- _Try it_
If anything in the data looks odd, keep it anyway and write the whole listing out unchanged.

- _Information_

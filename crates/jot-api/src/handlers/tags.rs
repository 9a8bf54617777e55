//! Tag management handlers.
//!
//! Tags are global: listing and tag-scoped note lookup are not filtered
//! by owner. Mutations still require an authenticated caller.

use axum::{
    extract::{Path, State},
    http::StatusCode,
    response::IntoResponse,
};
use serde::Deserialize;

use jot_core::TagRepository;

use crate::{extract::Json, ApiError, AppState, Identity};

/// Request body for renaming a tag.
#[derive(Debug, Deserialize)]
pub struct RenameTagBody {
    pub name: String,
}

/// GET /tag
pub async fn list_tags(
    State(state): State<AppState>,
    _identity: Identity,
) -> Result<impl IntoResponse, ApiError> {
    let tags = state.db.tags.list().await?;
    Ok(Json(tags))
}

/// GET /tag/:name
///
/// Case-insensitive exact match; returns notes from every owner.
pub async fn notes_by_tag(
    State(state): State<AppState>,
    _identity: Identity,
    Path(name): Path<String>,
) -> Result<impl IntoResponse, ApiError> {
    let notes = state.db.tags.notes_for(&name).await?;
    Ok(Json(notes))
}

/// PUT /tag/:name
pub async fn rename_tag(
    State(state): State<AppState>,
    _identity: Identity,
    Path(name): Path<String>,
    Json(body): Json<RenameTagBody>,
) -> Result<impl IntoResponse, ApiError> {
    state.db.tags.rename(&name, &body.name).await?;
    Ok(StatusCode::NO_CONTENT)
}

/// DELETE /tag/:name
pub async fn delete_tag(
    State(state): State<AppState>,
    _identity: Identity,
    Path(name): Path<String>,
) -> Result<impl IntoResponse, ApiError> {
    state.db.tags.delete(&name).await?;
    Ok(StatusCode::NO_CONTENT)
}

- _Your response_
filename crates/jot-api/src/handlers/tags.rs
repository 9a8bf54617777e55
//! Tag management handlers.
//!
//! Tags are global: listing and tag-scoped note lookup are not filtered
//! by owner. Mutations still require an authenticated caller.

use axum::{
    extract::{Path, State},
    http::StatusCode,
    response::IntoResponse,
};
use serde::Deserialize;

use jot_core::TagRepository;

use crate::{extract::Json, ApiError, AppState, Identity};

/// Request body for renaming a tag.
#[derive(Debug, Deserialize)]
pub struct RenameTagBody {
    pub name: String,
}

/// GET /tag
pub async fn list_tags(
    State(state): State<AppState>,
    _identity: Identity,
) -> Result<impl IntoResponse, ApiError> {
    let tags = state.db.tags.list().await?;
    Ok(Json(tags))
}

/// GET /tag/:name
///
/// Case-insensitive exact match; returns notes from every owner.
pub async fn notes_by_tag(
    State(state): State<AppState>,
    _identity: Identity,
    Path(name): Path<String>,
) -> Result<impl IntoResponse, ApiError> {
    let notes = state.db.tags.notes_for(&name).await?;
    Ok(Json(notes))
}

/// PUT /tag/:name
pub async fn rename_tag(
    State(state): State<AppState>,
    _identity: Identity,
    Path(name): Path<String>,
    Json(body): Json<RenameTagBody>,
) -> Result<impl IntoResponse, ApiError> {
    state.db.tags.rename(&name, &body.name).await?;
    Ok(StatusCode::NO_CONTENT)
}

/// DELETE /tag/:name
pub async fn delete_tag(
    State(state): State<AppState>,
    _identity: Identity,
    Path(name): Path<String>,
) -> Result<impl IntoResponse, ApiError> {
    state.db.tags.delete(&name).await?;
    Ok(StatusCode::NO_CONTENT)
}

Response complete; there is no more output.